■ Assignment: Go through the data below. List every line that holds the word "ascending".

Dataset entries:
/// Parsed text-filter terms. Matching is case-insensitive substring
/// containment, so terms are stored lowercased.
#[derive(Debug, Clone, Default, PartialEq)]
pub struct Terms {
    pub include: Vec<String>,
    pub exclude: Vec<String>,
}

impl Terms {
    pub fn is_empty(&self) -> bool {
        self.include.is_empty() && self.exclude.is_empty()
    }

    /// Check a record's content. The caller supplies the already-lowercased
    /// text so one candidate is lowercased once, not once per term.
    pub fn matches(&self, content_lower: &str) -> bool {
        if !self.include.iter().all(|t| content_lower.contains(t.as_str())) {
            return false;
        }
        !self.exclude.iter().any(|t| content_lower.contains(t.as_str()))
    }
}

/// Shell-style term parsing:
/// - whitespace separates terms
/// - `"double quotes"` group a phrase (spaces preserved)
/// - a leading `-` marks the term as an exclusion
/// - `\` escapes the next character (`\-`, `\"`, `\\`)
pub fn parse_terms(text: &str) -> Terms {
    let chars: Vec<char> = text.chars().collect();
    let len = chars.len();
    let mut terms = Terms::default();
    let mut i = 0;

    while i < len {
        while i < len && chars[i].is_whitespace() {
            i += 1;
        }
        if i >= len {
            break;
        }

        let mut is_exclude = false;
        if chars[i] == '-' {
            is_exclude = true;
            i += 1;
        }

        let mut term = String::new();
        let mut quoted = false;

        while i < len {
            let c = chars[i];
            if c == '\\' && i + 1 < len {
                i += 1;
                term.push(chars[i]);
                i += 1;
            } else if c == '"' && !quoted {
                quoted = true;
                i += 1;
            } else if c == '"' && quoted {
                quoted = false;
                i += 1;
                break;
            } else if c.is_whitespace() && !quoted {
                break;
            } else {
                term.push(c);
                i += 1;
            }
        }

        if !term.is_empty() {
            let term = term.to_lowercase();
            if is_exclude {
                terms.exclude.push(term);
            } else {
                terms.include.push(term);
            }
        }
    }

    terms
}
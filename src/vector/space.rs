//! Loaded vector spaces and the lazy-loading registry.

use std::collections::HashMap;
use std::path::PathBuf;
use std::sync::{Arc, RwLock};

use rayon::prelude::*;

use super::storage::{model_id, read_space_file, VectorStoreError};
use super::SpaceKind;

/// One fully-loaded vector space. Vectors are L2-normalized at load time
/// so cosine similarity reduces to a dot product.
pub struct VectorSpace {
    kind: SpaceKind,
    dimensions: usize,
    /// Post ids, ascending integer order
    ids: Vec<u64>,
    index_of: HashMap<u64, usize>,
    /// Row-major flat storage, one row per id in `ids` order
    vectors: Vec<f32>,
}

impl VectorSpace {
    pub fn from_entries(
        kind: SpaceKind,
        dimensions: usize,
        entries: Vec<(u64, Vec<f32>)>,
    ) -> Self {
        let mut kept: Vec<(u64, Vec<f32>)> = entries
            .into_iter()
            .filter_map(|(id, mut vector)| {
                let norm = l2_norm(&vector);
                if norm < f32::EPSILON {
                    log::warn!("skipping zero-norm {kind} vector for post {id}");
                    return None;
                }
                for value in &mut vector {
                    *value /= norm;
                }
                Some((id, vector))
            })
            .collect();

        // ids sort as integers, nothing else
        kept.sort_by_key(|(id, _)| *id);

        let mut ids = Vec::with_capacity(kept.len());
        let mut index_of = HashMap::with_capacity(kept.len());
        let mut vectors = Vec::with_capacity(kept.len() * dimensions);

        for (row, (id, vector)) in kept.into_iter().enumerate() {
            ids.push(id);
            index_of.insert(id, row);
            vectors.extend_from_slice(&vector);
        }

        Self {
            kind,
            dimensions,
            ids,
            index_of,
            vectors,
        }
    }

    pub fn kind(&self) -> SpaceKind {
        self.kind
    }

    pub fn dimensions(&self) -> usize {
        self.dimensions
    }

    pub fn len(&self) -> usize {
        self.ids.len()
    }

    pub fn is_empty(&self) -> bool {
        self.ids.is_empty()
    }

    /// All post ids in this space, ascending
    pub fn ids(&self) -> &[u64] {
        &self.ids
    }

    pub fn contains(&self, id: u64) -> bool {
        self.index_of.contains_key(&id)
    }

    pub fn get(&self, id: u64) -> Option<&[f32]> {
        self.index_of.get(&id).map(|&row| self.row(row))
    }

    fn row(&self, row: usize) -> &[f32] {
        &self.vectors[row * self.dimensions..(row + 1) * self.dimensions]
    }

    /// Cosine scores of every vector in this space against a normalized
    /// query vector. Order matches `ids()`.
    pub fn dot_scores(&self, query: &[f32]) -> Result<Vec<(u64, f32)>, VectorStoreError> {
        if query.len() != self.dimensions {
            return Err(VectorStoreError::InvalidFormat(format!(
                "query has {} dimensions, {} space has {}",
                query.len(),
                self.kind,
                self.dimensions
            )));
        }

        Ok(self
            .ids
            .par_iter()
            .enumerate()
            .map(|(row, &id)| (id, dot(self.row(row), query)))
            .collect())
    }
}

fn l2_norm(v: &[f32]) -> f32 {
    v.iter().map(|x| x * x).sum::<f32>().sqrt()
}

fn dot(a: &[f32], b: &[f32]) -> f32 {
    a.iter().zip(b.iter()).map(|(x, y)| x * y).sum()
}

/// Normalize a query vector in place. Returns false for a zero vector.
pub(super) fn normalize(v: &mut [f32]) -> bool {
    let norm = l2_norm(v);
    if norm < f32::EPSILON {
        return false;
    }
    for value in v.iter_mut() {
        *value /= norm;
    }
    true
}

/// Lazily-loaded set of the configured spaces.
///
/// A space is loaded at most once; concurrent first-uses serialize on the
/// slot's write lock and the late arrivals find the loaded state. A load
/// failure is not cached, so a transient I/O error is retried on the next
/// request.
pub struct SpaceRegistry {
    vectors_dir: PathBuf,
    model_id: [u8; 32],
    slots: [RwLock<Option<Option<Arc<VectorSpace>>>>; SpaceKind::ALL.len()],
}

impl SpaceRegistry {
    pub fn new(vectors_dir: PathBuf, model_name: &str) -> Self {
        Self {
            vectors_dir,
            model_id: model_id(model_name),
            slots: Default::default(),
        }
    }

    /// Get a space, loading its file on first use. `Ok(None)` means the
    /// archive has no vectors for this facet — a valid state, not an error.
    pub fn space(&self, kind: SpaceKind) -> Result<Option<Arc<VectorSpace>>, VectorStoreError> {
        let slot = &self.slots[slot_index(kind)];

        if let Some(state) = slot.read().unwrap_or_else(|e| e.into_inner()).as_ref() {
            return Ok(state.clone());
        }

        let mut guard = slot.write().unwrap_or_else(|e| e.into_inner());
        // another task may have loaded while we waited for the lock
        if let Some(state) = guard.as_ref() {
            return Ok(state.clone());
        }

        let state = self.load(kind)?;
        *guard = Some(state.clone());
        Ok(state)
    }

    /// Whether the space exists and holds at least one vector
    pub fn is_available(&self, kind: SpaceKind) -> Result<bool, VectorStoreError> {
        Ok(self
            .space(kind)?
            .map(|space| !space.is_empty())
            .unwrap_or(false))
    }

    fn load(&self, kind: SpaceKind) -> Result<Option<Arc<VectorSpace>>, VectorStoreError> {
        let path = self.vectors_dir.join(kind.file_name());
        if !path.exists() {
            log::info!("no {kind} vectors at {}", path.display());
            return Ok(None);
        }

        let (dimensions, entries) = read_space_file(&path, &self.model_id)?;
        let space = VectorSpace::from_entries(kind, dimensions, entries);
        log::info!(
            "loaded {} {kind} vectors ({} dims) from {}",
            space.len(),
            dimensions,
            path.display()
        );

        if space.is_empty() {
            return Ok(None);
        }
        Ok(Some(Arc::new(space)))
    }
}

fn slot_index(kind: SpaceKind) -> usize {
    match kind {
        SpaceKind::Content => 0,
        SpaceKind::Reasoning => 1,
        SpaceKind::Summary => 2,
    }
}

■ Answer for this exercise:
    /// Post ids, ascending integer order
    /// All post ids in this space, ascending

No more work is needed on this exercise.